How to get your customers to actually do what you need them to do — without the tears!

Liesel P.
Nobody wants to use your SaaS product
4 min readFeb 24, 2023

I must admit I get a little scared when I hear all of the excitement around “digital touch” customer success strategies. Because if poorly done, these tactics are useless at best and downright annoying at worst. To do it well, customer success leaders need to become experts in digital marketing. That’s an entirely different skill set!

But let me tell you a big secret for how to up your digital marketing game. It involves actually knowing your customer, and that’s something us customer success folks are all really good at. Here’s a story that will help.

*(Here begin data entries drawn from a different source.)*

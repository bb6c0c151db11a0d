//! Navigation bar

use agrovision_core::Route;
use leptos::prelude::*;
use leptos_router::hooks::use_location;

/// Top navigation with one link per page and a mobile menu toggle
#[component]
pub fn Navbar() -> impl IntoView {
    let pathname = use_location().pathname;
    let menu_open = RwSignal::new(false);

    let link_class = move |route: Route| {
        let active = route.is_active(&pathname.get());
        format!(
            "px-3 py-2 rounded-md font-medium transition-colors {}",
            if active {
                "bg-green-100 text-green-800"
            } else {
                "text-gray-600 hover:text-green-700"
            }
        )
    };

    let links = move || {
        Route::ALL
            .into_iter()
            .map(|route| {
                view! {
                    <a
                        href=route.path()
                        class=move || link_class(route)
                        on:click=move |_| menu_open.set(false)
                    >
                        {route.label()}
                    </a>
                }
            })
            .collect::<Vec<_>>()
    };

    view! {
        <nav class="bg-white shadow-sm sticky top-0 z-40">
            <div class="max-w-7xl mx-auto px-4 h-16 flex items-center justify-between">
                <a href="/" class="text-2xl font-bold text-green-700">"AgroVision AI 🌱"</a>

                <div class="hidden md:flex items-center gap-2">{links}</div>

                <button
                    class="md:hidden p-2 text-gray-600"
                    aria-label="Toggle menu"
                    on:click=move |_| menu_open.update(|open| *open = !*open)
                >
                    {move || if menu_open.get() { "✕" } else { "☰" }}
                </button>
            </div>

            <Show when=move || menu_open.get()>
                <div class="md:hidden flex flex-col gap-1 px-4 pb-4">{links}</div>
            </Show>
        </nav>
    }
}
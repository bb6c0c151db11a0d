//! CLI module for AgroVision
//!
//! Provides command-line interface parsing and handling for the agrovision binary.
//! Uses clap for argument parsing and owo-colors for colored terminal output.

pub mod commands;
pub mod output;
pub mod repl;

use agrovision_core::{PhRange, RainfallLevel, Season, SoilType, Weather};
use clap::{Parser, Subcommand};
use std::path::PathBuf;

/// AgroVision - agriculture assistant client
///
/// Crop recommendation, plant disease detection and an agriculture chatbot,
/// backed by the AgroVision prediction service.
#[derive(Parser, Debug)]
#[command(
    name = "agrovision",
    author = "AgroVision <dev@agrovision.ai>",
    version,
    about = "AgroVision - crop recommendation, disease detection and farming chat",
    long_about = "Command-line client for the AgroVision backend.\n\n\
                  Crop and disease results are cached locally and passed to the chatbot\n\
                  as context for follow-up questions.",
    after_help = "EXAMPLES:\n    \
                  agrovision crop --soil-type sandy --season summer\n    \
                  agrovision disease leaf.jpg\n    \
                  agrovision chat \"How often should I water millet?\"\n    \
                  agrovision chat                 # interactive session\n    \
                  agrovision cache show"
)]
pub struct Cli {
    /// Path to the configuration file
    #[arg(short, long, default_value = "agrovision.toml", global = true)]
    pub config: PathBuf,

    /// Backend origin (overrides config and AGRO_API_BASE_URL)
    #[arg(long, global = true)]
    pub base_url: Option<String>,

    /// Cache file (overrides config and AGRO_CACHE_PATH)
    #[arg(long, global = true)]
    pub cache: Option<PathBuf>,

    /// Enable verbose output
    #[arg(short, long, global = true)]
    pub verbose: bool,

    /// Disable colored output
    #[arg(long, global = true)]
    pub no_color: bool,

    /// Subcommand to execute
    #[command(subcommand)]
    pub command: Commands,
}

/// Available CLI subcommands
#[derive(Subcommand, Debug)]
pub enum Commands {
    /// Recommend crops for the given field conditions
    ///
    /// Values are matched case-insensitively; see `agrovision options`.
    Crop {
        /// Soil type
        #[arg(long, default_value_t = SoilType::default())]
        soil_type: SoilType,

        /// Growing season
        #[arg(long, default_value_t = Season::default())]
        season: Season,

        /// Expected rainfall
        #[arg(long, default_value_t = RainfallLevel::default())]
        rainfall: RainfallLevel,

        /// Prevailing weather
        #[arg(long, default_value_t = Weather::default())]
        weather: Weather,

        /// Soil pH band
        #[arg(long, default_value_t = PhRange::default())]
        ph: PhRange,
    },

    /// Detect plant disease from a leaf image (jpg, jpeg or png)
    Disease {
        /// Image file to upload
        image: PathBuf,
    },

    /// Ask the agriculture chatbot
    ///
    /// With a question, asks once and exits. Without, starts an interactive
    /// session (type /help inside it for commands).
    Chat {
        /// Question to ask
        question: Option<String>,
    },

    /// Inspect or clear cached predictions
    #[command(subcommand)]
    Cache(CacheCommands),

    /// Check that the backend is reachable
    Status,

    /// List the allowed values of each crop form field
    Options,
}

/// Cache management subcommands
#[derive(Subcommand, Debug)]
pub enum CacheCommands {
    /// Show the cached crop and disease responses
    Show,

    /// Forget both cached responses
    Clear,
}

impl Cli {
    /// Parse CLI arguments
    pub fn parse_args() -> Self {
        Self::parse()
    }
}
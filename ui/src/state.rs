//! Global application state

use agrovision_core::{
    ChatSession, CropView, DiseaseView, Error, PredictionStore, Result, SessionContext,
};
use gloo_storage::{LocalStorage as BrowserStorage, Storage};
use leptos::prelude::*;
use leptos::reactive::owner::LocalStorage;
use web_sys::File;

use crate::api::api_base;

/// Browser local storage holding raw response text under each key.
#[derive(Debug, Clone, Copy, Default)]
pub struct LocalStore;

fn storage_error(e: impl std::fmt::Debug) -> Error {
    Error::Storage(format!("{:?}", e))
}

impl PredictionStore for LocalStore {
    fn load(&self, key: &str) -> Result<Option<String>> {
        BrowserStorage::raw().get_item(key).map_err(storage_error)
    }

    fn save(&self, key: &str, value: &str) -> Result<()> {
        BrowserStorage::raw().set_item(key, value).map_err(storage_error)
    }

    fn remove(&self, key: &str) -> Result<()> {
        BrowserStorage::raw().remove_item(key).map_err(storage_error)
    }
}

/// Global application state
///
/// View state lives here rather than in the pages so a response that arrives
/// after navigating away still updates the view and the prediction cache.
#[derive(Clone)]
pub struct AppState {
    /// API base URL
    pub api_base: RwSignal<String>,
    /// Cached predictions shared by the crop, disease and chat pages
    pub ctx: SessionContext<LocalStore>,
    /// Crop form and last recommendation
    pub crop: RwSignal<CropView>,
    /// Selected leaf image and last detection; browser `File` handles are not `Send`
    pub disease: RwSignal<DiseaseView<File>, LocalStorage>,
    /// Chat transcript and history
    pub chat: RwSignal<ChatSession>,
}

impl AppState {
    pub fn new() -> Self {
        Self {
            api_base: RwSignal::new(api_base()),
            ctx: SessionContext::new(LocalStore),
            crop: RwSignal::new(CropView::new()),
            disease: RwSignal::new_local(DiseaseView::new()),
            chat: RwSignal::new(ChatSession::new()),
        }
    }
}

impl Default for AppState {
    fn default() -> Self {
        Self::new()
    }
}
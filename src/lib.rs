//! # AgroVision
//!
//! Native client for the AgroVision agriculture assistant: crop
//! recommendation, plant disease detection from a leaf photo, and a chatbot
//! that answers with the latest predictions as context.
//!
//! The view logic lives in `agrovision-core` and is shared with the browser
//! app under `ui/`. This crate adds the pieces that need the operating system:
//!
//! - [`api`] - HTTP client for the backend (`reqwest`)
//! - [`store`] - JSON-file cache for the last predictions
//! - [`session`] - [`Assistant`], which drives the views against an [`AgroApi`]
//! - [`utils::config`] - `agrovision.toml` + environment configuration
//! - [`cli`] - the `agrovision` command-line interface
//!
//! ## Example
//!
//! ```rust,no_run
//! use agrovision::{AgroConfig, Assistant, FileStore, HttpAgroApi};
//!
//! # async fn run() -> agrovision::Result<()> {
//! let config = AgroConfig::load("agrovision.toml")?;
//! let api = HttpAgroApi::from_config(&config.api)?;
//! let mut assistant = Assistant::new(api, FileStore::new(&config.cache.path));
//!
//! let prediction = assistant.recommend_crops().await?;
//! for rec in &prediction.recommendations {
//!     println!("{}", rec.display_line());
//! }
//!
//! let exchange = assistant.ask("When should I sow it?").await?;
//! println!("{}", exchange.reply.content);
//! # Ok(())
//! # }
//! ```

pub mod api;
pub mod cli;
pub mod session;
pub mod store;
pub mod types;
pub mod utils;

pub use api::{AgroApi, HttpAgroApi};
pub use session::{Assistant, Exchange};
pub use store::FileStore;
pub use types::{AppError, Result};
pub use utils::config::{AgroConfig, ConfigError};
//! Application pages

pub mod chatbot;
pub mod crop;
pub mod diseases;
pub mod landing;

I worked for a company that had to move thousands of customers onto a new UI. This mostly had to do with paying off some tech debt by updating the underlying architecture to be more flexible going forward. Moving to this new UI required administrators of the system to take certain technical steps in the background, which varied depending on the nuances of their particular setup. There were some customer benefits to making the move but nothing compelling enough to offset the work required. News flash: none of the customers were excited to take on this extra homework.

The organization put a ton of effort and resources around this migration. There was a large cross-functional team that met regularly for many months. There were half a dozen webinars, there were training materials, there were emails. We were all working towards a drop-dead date by which customers had to transition or we would have to force it. We knew that forcing it would cause a ton of disruption so we were attempting to avoid that with a full court press of content and reminders. A similar transition had happened years before with much less effort to educate customers and it had been a disaster. NPS plummeted, customers were pissed, and it took Support months to dig themselves out of a giant volume of questions from confused administrators.

I got involved when the process had been well underway for months. And I asked a very simple question: how many of the customers had actually made the switch? The answer was: almost none of them. How could this be? We had given them SO MUCH information!

And that, of course, was the problem. We just firehosed information at them, with the expectation that they would sit through an hour long webinar or read through a bunch of documentation and try to figure out what particular migration steps they needed to take based on their system setup. These folks had whole other jobs outside of administering our software. We were asking way too much of them, and it wasn’t working.

So we radically changed our approach. We recognized that is was OUR job to help the customers make this switch. It wasn’t their job to figure it out. So we did two things:

— Segmented the customers into a half a dozen different cohorts based on their system set-up and the specific steps they needed to take to make the switch to the new UI.

— Let the customers know we had analyzed their specific instance and had come up with a personalized transition journey for them. We laid out how the transition period was going to unfold over a period of several months, letting them know we would be walking them through the process step-by-step with in-product guidance. We then delivered a series of extremely targeted messages, asking customers to take no more than a single step with each message. We delivered these in-product, when the admins logged in.

Then, after each message, we pulled the data to see if customers had actually taken the desired action. And we saw a dramatic increase in the number of customers taking each step. If they missed a step, we followed up again to gently nudge them along.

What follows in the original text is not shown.